Note that the price obtained corresponds to the hedging strategy of, at time \(0\), owning two units of stock, plus \(e^{-rT}\) cash. The value of this portfolio at time \(t\) is then \(2S_t+e^{rt}e^{-rT}=2S_t+e^{-r(T-t)}\).
Using the (15.19) in combination with either (15.20) or (15.21) is usually the best way to compute explicit pricing formulae. See exercises 15.2-15.5 for more examples in the same style.

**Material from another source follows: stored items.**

//! Scatter panel - two numeric columns plotted against each other with a
//! least-squares trend line.

use ratatui::{
    buffer::Buffer,
    layout::Rect,
    style::Style,
    symbols,
    text::Span,
    widgets::{Axis, Block, Borders, Chart, Dataset, GraphType, Widget},
};

use dashlab_core::view::ScatterView;

use crate::theme::Theme;

pub struct ScatterPanel<'a> {
    scatter: &'a ScatterView,
    theme: &'a Theme,
}

impl<'a> ScatterPanel<'a> {
    pub fn new(scatter: &'a ScatterView, theme: &'a Theme) -> Self {
        Self { scatter, theme }
    }
}

/// Bounds padded by 5% so edge points stay inside the plot.
fn padded(bounds: (f64, f64)) -> (f64, f64) {
    let (lo, hi) = bounds;
    let range = hi - lo;
    let pad = if range > 0.0 { range * 0.05 } else { 1.0 };
    (lo - pad, hi + pad)
}

impl<'a> Widget for ScatterPanel<'a> {
    fn render(self, area: Rect, buf: &mut Buffer) {
        let s = self.scatter;
        let (Some(x_bounds), Some(y_bounds)) = (s.x_bounds(), s.y_bounds()) else {
            Block::default()
                .title(format!(" {} vs {} [No Data] ", s.y_field, s.x_field))
                .borders(Borders::ALL)
                .border_style(Style::default().fg(self.theme.muted))
                .style(Style::default().bg(self.theme.background))
                .render(area, buf);
            return;
        };
        let (x_lower, x_upper) = padded(x_bounds);
        let (y_lower, y_upper) = padded(y_bounds);

        let title = match &s.trend {
            Some(t) => format!(
                " {} vs {} | {} points | y = {:.3}x {:+.3} ",
                s.y_field,
                s.x_field,
                s.points.len(),
                t.slope,
                t.intercept
            ),
            None => format!(" {} vs {} | {} points ", s.y_field, s.x_field, s.points.len()),
        };

        let trend_data: Vec<(f64, f64)> = s
            .trend
            .map(|t| vec![(x_bounds.0, t.at(x_bounds.0)), (x_bounds.1, t.at(x_bounds.1))])
            .unwrap_or_default();

        let mut datasets = vec![Dataset::default()
            .name(s.y_field.as_str())
            .marker(symbols::Marker::Dot)
            .graph_type(GraphType::Scatter)
            .style(Style::default().fg(self.theme.accent))
            .data(&s.points)];
        if !trend_data.is_empty() {
            datasets.push(
                Dataset::default()
                    .name("trend")
                    .marker(symbols::Marker::Braille)
                    .graph_type(GraphType::Line)
                    .style(Style::default().fg(self.theme.neutral))
                    .data(&trend_data),
            );
        }

        let x_labels = vec![
            Span::raw(format!("{:.1}", x_lower)),
            Span::raw(format!("{:.1}", (x_lower + x_upper) / 2.0)),
            Span::raw(format!("{:.1}", x_upper)),
        ];
        let y_labels = vec![
            Span::raw(format!("{:.1}", y_lower)),
            Span::raw(format!("{:.1}", (y_lower + y_upper) / 2.0)),
            Span::raw(format!("{:.1}", y_upper)),
        ];

        let chart = Chart::new(datasets)
            .block(
                Block::default()
                    .title(title)
                    .borders(Borders::ALL)
                    .border_style(Style::default().fg(self.theme.accent))
                    .style(Style::default().bg(self.theme.background)),
            )
            .x_axis(
                Axis::default()
                    .title(Span::styled(
                        s.x_field.as_str(),
                        Style::default().fg(self.theme.text_secondary),
                    ))
                    .style(Style::default().fg(self.theme.muted))
                    .bounds([x_lower, x_upper])
                    .labels(x_labels),
            )
            .y_axis(
                Axis::default()
                    .title(Span::styled(
                        s.y_field.as_str(),
                        Style::default().fg(self.theme.text_secondary),
                    ))
                    .style(Style::default().fg(self.theme.muted))
                    .bounds([y_lower, y_upper])
                    .labels(y_labels),
            );

        chart.render(area, buf);
    }
}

We’ll give one more example in these notes. Consider the case of a call option with strike price \(K\) and exercise date \(T\). This case is not easy, and it will involve some hefty calculations because of the \(\max \) present in the contingent claim:
\[\Phi (S_T)=\max (S_T-K,0).\]
We are now looking to evaluate
\(\seteqnumber{0}{15.}{21}\)\begin{align*} F(t,S_t) &=e^{-r(T-t)}\E ^\Q [\Phi (S_T)\|\mc {F}_t] \\ &=e^{-r(T-t)}\E ^\Q [\Phi (S_te^Z)\|\mc {F}_t], \end{align*} where we use (15.21). Writing \(s=S_t\in m\mc {F}_n\) and using the probability density function of \(Z\) gives us
\(\seteqnumber{0}{15.}{21}\)\begin{align} F(t,s) &=e^{-r(T-t)}\int _{-\infty }^\infty \Phi (se^z)f_Z(z)\,dz\notag \\ &=e^{-r(T-t)}\l (0+\int _{\log (K/s)}^\infty (se^z-K)f_Z(z)\,dz\r )\notag \\ &=e^{-r(T-t)}\int _{\log (K/s)}^\infty (se^z-K)\frac {1}{\sqrt {2\pi }v}e^{-\frac {(z-u)^2}{2v^2}}\,dz\notag \\ &=\,\stackrel {\mc {A}}{\overbrace {e^{-r(T-t)}\int _{\log (K/s)}^\infty se^z\frac {1}{\sqrt {2\pi }v}e^{-\frac {(z-u)^2}{2v^2}}\,dz}} -\stackrel {\mc {B}}{\overbrace {e^{-r(T-t)}\int _{\log (K/s)}^\infty K\frac {1}{\sqrt {2\pi }v}e^{-\frac {(z-u)^2}{2v^2}}\,dz}}\label {eq:bs_form_pre} \end{align} Here, to deduce the second line, we split the integral into the cases \(se^Z< K\) and \(se^Z\geq K\). In the first case, \(\Phi (se^Z)=\max (se^Z-K,0)=0\).
The strategy now is to treat \(\mc {A}\) and \(\mc {B}\) separately. We plan to re-write each of \(\mc {A}\) and \(\mc {B}\) in terms of \(\mc {N}(z)=\frac {1}{\sqrt {2\pi }}\int _{-\infty }^z e^{-x^2}\,dx\), the cumulative distribution function of the \(N(0,1)\) distribution.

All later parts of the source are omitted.